## About this exercise
The lines from the top of the records below through the one containing "use tokio_util::sync::CancellationToken;" are to be transcribed exactly, and nothing else is to be added.

[Collected data entries]

#####

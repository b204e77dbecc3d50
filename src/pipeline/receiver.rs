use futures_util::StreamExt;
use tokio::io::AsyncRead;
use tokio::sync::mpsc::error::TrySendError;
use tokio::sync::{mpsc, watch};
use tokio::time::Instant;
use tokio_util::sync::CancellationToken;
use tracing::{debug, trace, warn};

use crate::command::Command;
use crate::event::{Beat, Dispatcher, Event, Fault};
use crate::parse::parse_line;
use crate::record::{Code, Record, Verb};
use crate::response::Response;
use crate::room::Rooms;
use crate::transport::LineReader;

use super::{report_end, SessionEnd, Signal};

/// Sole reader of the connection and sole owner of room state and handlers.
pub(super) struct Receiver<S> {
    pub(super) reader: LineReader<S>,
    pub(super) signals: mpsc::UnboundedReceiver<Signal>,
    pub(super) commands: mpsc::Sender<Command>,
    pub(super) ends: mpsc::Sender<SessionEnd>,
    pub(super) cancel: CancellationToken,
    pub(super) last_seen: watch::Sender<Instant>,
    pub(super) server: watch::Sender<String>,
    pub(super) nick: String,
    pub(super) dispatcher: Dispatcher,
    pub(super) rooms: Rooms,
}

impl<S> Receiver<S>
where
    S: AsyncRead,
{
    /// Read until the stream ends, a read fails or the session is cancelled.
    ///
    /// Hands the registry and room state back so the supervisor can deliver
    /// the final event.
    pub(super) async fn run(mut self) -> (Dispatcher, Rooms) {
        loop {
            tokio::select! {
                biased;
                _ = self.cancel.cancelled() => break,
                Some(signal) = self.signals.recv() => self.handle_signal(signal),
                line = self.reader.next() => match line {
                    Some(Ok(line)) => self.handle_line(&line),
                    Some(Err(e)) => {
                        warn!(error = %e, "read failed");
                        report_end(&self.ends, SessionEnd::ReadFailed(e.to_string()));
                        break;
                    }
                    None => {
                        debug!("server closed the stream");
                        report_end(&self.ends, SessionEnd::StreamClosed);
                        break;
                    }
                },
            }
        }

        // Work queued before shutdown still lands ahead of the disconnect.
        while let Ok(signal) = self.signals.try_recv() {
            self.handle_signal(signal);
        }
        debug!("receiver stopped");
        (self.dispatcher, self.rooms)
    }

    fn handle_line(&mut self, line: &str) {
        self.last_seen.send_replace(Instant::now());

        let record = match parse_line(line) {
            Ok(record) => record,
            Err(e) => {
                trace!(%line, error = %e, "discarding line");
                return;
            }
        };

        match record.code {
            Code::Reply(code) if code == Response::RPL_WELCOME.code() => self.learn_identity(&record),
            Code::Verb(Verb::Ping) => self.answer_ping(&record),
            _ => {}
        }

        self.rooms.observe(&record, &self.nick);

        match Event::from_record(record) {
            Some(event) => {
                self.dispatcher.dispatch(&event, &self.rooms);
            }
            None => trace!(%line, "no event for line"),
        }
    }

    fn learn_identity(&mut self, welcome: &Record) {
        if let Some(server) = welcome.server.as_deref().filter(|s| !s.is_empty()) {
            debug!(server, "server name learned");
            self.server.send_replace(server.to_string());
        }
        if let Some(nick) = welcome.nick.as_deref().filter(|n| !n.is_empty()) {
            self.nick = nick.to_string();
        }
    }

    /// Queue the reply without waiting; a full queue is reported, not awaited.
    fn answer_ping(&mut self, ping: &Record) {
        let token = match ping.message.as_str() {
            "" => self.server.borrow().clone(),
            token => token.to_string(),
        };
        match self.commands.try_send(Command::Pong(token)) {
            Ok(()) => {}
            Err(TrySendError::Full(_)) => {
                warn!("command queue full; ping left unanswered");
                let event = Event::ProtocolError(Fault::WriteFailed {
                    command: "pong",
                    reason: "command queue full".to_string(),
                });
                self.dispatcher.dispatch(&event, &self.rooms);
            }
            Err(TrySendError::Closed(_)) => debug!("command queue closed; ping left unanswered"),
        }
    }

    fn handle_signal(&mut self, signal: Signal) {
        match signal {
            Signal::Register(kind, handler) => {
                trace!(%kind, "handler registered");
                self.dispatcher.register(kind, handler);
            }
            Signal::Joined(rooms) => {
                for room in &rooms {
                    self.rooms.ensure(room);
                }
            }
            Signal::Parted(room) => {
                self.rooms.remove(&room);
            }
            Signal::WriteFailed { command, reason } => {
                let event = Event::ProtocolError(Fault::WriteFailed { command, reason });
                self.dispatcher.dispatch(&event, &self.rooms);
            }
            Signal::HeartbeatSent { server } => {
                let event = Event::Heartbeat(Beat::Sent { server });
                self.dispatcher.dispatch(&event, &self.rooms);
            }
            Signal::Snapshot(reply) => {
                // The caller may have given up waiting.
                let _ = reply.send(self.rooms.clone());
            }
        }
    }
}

#####

## Result for this task
repository b204e77dbecc3d50
filename src/pipeline/receiver.rs
use futures_util::StreamExt;
use tokio::io::AsyncRead;
use tokio::sync::mpsc::error::TrySendError;
use tokio::sync::{mpsc, watch};
use tokio::time::Instant;
use tokio_util::sync::CancellationToken;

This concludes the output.